Dataset entries:
*** Begin section ***
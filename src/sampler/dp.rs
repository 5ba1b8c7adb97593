//! The chain driver
#[cfg(feature = "serde1")]
use serde::{Deserialize, Serialize};

use log::{info, warn};
use rand::Rng;
use std::collections::HashMap;
use std::marker::PhantomData;

use super::atom::AtomSampler;
use super::concentration::GammaPriorConcentration;
use super::config::{DpConfig, InitStrategy};
use super::global::{GlobalParameterSampler, NoGlobalUpdate};
use super::partition::PartitionSampler;
use crate::data::Partition;
use crate::result::{DpError, Result};
use crate::trace::{Snapshot, Trace};
use crate::traits::{BaseMeasure, Density};

/// Where a chain is in its life
#[derive(Debug, Clone, Copy, PartialEq, Eq, Hash)]
#[cfg_attr(feature = "serde1", derive(Serialize, Deserialize))]
#[cfg_attr(feature = "serde1", serde(rename_all = "snake_case"))]
pub enum ChainState {
    /// No partition yet
    Uninitialized,
    /// Initialized, possibly mid-run
    Running,
    /// The last call to `run` finished
    Done,
}

/// Posterior sampler for a Dirichlet process mixture.
///
/// Owns the chain state (α, the partition and, through the density, any
/// global parameters) and the transition kernels. A sweep updates, in
/// order:
///
/// 1. α, if the config has a prior on it, given the previous partition,
/// 2. the partition, given α and the cluster values,
/// 3. the cluster values, given the new partition,
/// 4. the global parameters, if a global sampler is attached.
///
/// Every random draw comes from the single stream passed in, so a chain is
/// reproducible from its seed.
///
/// # Example
///
/// Non-conjugate sampling of Poisson counts with a Metropolis update of the
/// rates.
///
/// ```rust
/// use dpmix::dist::{Gamma, GammaProposal, Poisson};
/// use dpmix::sampler::{
///     ChainState, DirichletProcessSampler, DpConfig, MetropolisAtomSampler,
///     MetropolisGibbs,
/// };
/// use dpmix::trace::MemoryTrace;
///
/// let data: Vec<u32> = vec![0, 1, 0, 2, 30, 28, 33, 31];
/// let config = DpConfig::default().with_seed(0xABCD);
/// let mut rng = config.rng();
///
/// let mut sampler = DirichletProcessSampler::new(
///     Poisson,
///     Gamma::new(1.0, 0.05).unwrap(),
///     MetropolisGibbs,
///     MetropolisAtomSampler::new(GammaProposal::new(2.0).unwrap()),
///     config,
/// )
/// .unwrap();
///
/// let mut trace = MemoryTrace::new();
/// sampler.run(&data, &mut trace, 50, &mut rng).unwrap();
///
/// assert_eq!(sampler.state(), ChainState::Done);
/// assert_eq!(sampler.n_sweeps(), 50);
/// assert_eq!(trace.snapshots()[49].labels.len(), 8);
/// ```
pub struct DirichletProcessSampler<X, P, D, B, Ps, As, G = NoGlobalUpdate> {
    density: D,
    base: B,
    partition_sampler: Ps,
    atom_sampler: As,
    global_sampler: G,
    concentration: Option<GammaPriorConcentration>,
    config: DpConfig,
    alpha: f64,
    partition: Partition<P>,
    state: ChainState,
    n_sweeps: usize,
    _phantom: PhantomData<fn(&X)>,
}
*** End section ***
**What is required:**
If a line above holds the string "MetropolisAtomSampler", count it; give the final total as the only output.

**Exercise answer:**
2